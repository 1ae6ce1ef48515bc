//! Inline blobs and staged files against a real SQLite database.

#![cfg(feature = "sqlite")]

use std::io::Read;
use std::num::NonZeroU32;
use std::sync::Arc;
use tempfile::TempDir;
use txstore_core::{
    BlobColumn, BlobKey, ConnectionPool, FileLayout, LocalCoordinator, ObjectId, ObjectType,
    SqlitePool, StoreKind, StoreRegistry, TransactionContext,
};
use txstore_storage::FileStore;

struct Db {
    dir: TempDir,
    pool: Arc<SqlitePool>,
    registry: Arc<StoreRegistry>,
}

fn setup() -> Db {
    let dir = TempDir::new().unwrap();
    let db_path = dir.path().join("main.db");
    let pool = Arc::new(SqlitePool::open(&db_path).unwrap());

    let mut conn = pool.checkout().unwrap();
    conn.execute("CREATE TABLE T_NOTE (ID INTEGER PRIMARY KEY, BODY BLOB)")
        .unwrap();
    conn.execute("CREATE TABLE T_AUDIT (ENTRY TEXT)").unwrap();
    conn.execute("INSERT INTO T_NOTE (ID) VALUES (1), (2), (3)")
        .unwrap();
    pool.give_back(conn);

    let files = FileStore::open(&dir.path().join("files")).unwrap();
    let shared: Arc<dyn ConnectionPool> = pool.clone();
    let registry = StoreRegistry::builder(Arc::new(LocalCoordinator::new()))
        .pool(shared)
        .path_store(Arc::new(files))
        .register(
            ObjectType::new("note").unwrap(),
            StoreKind::Inline(BlobColumn::new("T_NOTE", "BODY")),
        )
        .register(
            ObjectType::new("document").unwrap(),
            StoreKind::StagedFile(FileLayout::new("blobs").sub_dirs(NonZeroU32::new(4).unwrap())),
        )
        .build()
        .unwrap();
    Db {
        dir,
        pool,
        registry,
    }
}

fn note(id: u64) -> BlobKey {
    BlobKey::new(ObjectType::new("note").unwrap(), ObjectId::new(id))
}

fn document(id: u64) -> BlobKey {
    BlobKey::new(ObjectType::new("document").unwrap(), ObjectId::new(id))
}

fn audit_rows(db: &Db) -> i64 {
    let conn = rusqlite::Connection::open(db.dir.path().join("main.db")).unwrap();
    conn.query_row("SELECT COUNT(*) FROM T_AUDIT", [], |row| row.get(0))
        .unwrap()
}

fn read(db: &Db, key: &BlobKey) -> Option<Vec<u8>> {
    let mut out = Vec::new();
    db.registry.read(key, &mut out).ok().map(|_| out)
}

fn write_all(ctx: &mut TransactionContext) {
    ctx.connection()
        .unwrap()
        .with_connection(|c| c.execute("INSERT INTO T_AUDIT VALUES ('saved')"))
        .unwrap()
        .unwrap();
    ctx.blob_store(&note(1))
        .unwrap()
        .write(&mut &b"inline body"[..], None)
        .unwrap();
    ctx.blob_store(&document(6))
        .unwrap()
        .write(&mut &b"file body"[..], Some(9))
        .unwrap();
}

#[test]
fn commit_makes_statements_and_blobs_durable() {
    let db = setup();
    let mut ctx = TransactionContext::begin(&db.registry);
    write_all(&mut ctx);
    ctx.commit().unwrap();

    assert_eq!(read(&db, &note(1)), Some(b"inline body".to_vec()));
    assert_eq!(read(&db, &document(6)), Some(b"file body".to_vec()));
    assert_eq!(audit_rows(&db), 1);
    assert!(db.dir.path().join("files/blobs/document/2/6").is_file());
    assert_eq!(db.pool.open_connections(), 0);
}

#[test]
fn rollback_discards_statements_and_blobs() {
    let db = setup();
    let mut ctx = TransactionContext::begin(&db.registry);
    write_all(&mut ctx);
    ctx.rollback().unwrap();

    assert_eq!(read(&db, &note(1)), None);
    assert_eq!(read(&db, &document(6)), None);
    assert_eq!(audit_rows(&db), 0);
    assert!(!db.dir.path().join("files/blobs/document/2/6.tmp").exists());
    assert_eq!(db.pool.open_connections(), 0);
}

#[test]
fn uncommitted_inline_write_is_invisible_to_readers() {
    let db = setup();
    let mut ctx = TransactionContext::begin(&db.registry);
    ctx.blob_store(&note(2))
        .unwrap()
        .write(&mut &b"draft"[..], None)
        .unwrap();

    // WAL lets the dedicated reader see the last committed state.
    assert_eq!(read(&db, &note(2)), None);
    ctx.commit().unwrap();
    assert_eq!(read(&db, &note(2)), Some(b"draft".to_vec()));
}

#[test]
fn inline_delete_clears_the_column() {
    let db = setup();
    let mut ctx = TransactionContext::begin(&db.registry);
    ctx.blob_store(&note(3))
        .unwrap()
        .write(&mut &b"short lived"[..], None)
        .unwrap();
    ctx.commit().unwrap();

    let mut ctx = TransactionContext::begin(&db.registry);
    ctx.blob_store(&note(3)).unwrap().delete().unwrap();
    ctx.commit().unwrap();
    assert_eq!(read(&db, &note(3)), None);
}

#[test]
fn inline_reader_holds_its_own_connection() {
    let db = setup();
    let mut ctx = TransactionContext::begin(&db.registry);
    ctx.blob_store(&note(1))
        .unwrap()
        .write(&mut &b"streamed"[..], None)
        .unwrap();
    ctx.commit().unwrap();

    let mut reader = db.registry.open_read(&note(1)).unwrap();
    assert_eq!(db.pool.open_connections(), 1);
    let mut out = Vec::new();
    reader.read_to_end(&mut out).unwrap();
    drop(reader);

    assert_eq!(out, b"streamed");
    assert_eq!(db.pool.open_connections(), 0);
}

#[test]
fn missing_row_fails_the_inline_write() {
    let db = setup();
    let mut ctx = TransactionContext::begin(&db.registry);
    let result = ctx
        .blob_store(&note(99))
        .unwrap()
        .write(&mut &b"nowhere"[..], None);
    assert!(result.is_err());
    ctx.rollback().unwrap();
    assert_eq!(db.pool.open_connections(), 0);
}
::::::::::
§ WORK INSTRUCTIONS: From the first line of the listing above through the line that contains "fn read(db: &Db, key: &BlobKey)", set down each line without alteration, and nothing else.

§ ANSWER SPACE:
repository 1ae6ce1ef48515bc
//! Inline blobs and staged files against a real SQLite database.

#![cfg(feature = "sqlite")]

use std::io::Read;
use std::num::NonZeroU32;
use std::sync::Arc;
use tempfile::TempDir;
use txstore_core::{
    BlobColumn, BlobKey, ConnectionPool, FileLayout, LocalCoordinator, ObjectId, ObjectType,
    SqlitePool, StoreKind, StoreRegistry, TransactionContext,
};
use txstore_storage::FileStore;

struct Db {
    dir: TempDir,
    pool: Arc<SqlitePool>,
    registry: Arc<StoreRegistry>,
}

fn setup() -> Db {
    let dir = TempDir::new().unwrap();
    let db_path = dir.path().join("main.db");
    let pool = Arc::new(SqlitePool::open(&db_path).unwrap());

    let mut conn = pool.checkout().unwrap();
    conn.execute("CREATE TABLE T_NOTE (ID INTEGER PRIMARY KEY, BODY BLOB)")
        .unwrap();
    conn.execute("CREATE TABLE T_AUDIT (ENTRY TEXT)").unwrap();
    conn.execute("INSERT INTO T_NOTE (ID) VALUES (1), (2), (3)")
        .unwrap();
    pool.give_back(conn);

    let files = FileStore::open(&dir.path().join("files")).unwrap();
    let shared: Arc<dyn ConnectionPool> = pool.clone();
    let registry = StoreRegistry::builder(Arc::new(LocalCoordinator::new()))
        .pool(shared)
        .path_store(Arc::new(files))
        .register(
            ObjectType::new("note").unwrap(),
            StoreKind::Inline(BlobColumn::new("T_NOTE", "BODY")),
        )
        .register(
            ObjectType::new("document").unwrap(),
            StoreKind::StagedFile(FileLayout::new("blobs").sub_dirs(NonZeroU32::new(4).unwrap())),
        )
        .build()
        .unwrap();
    Db {
        dir,
        pool,
        registry,
    }
}

fn note(id: u64) -> BlobKey {
    BlobKey::new(ObjectType::new("note").unwrap(), ObjectId::new(id))
}

fn document(id: u64) -> BlobKey {
    BlobKey::new(ObjectType::new("document").unwrap(), ObjectId::new(id))
}

fn audit_rows(db: &Db) -> i64 {
    let conn = rusqlite::Connection::open(db.dir.path().join("main.db")).unwrap();
    conn.query_row("SELECT COUNT(*) FROM T_AUDIT", [], |row| row.get(0))
        .unwrap()
}

fn read(db: &Db, key: &BlobKey) -> Option<Vec<u8>> {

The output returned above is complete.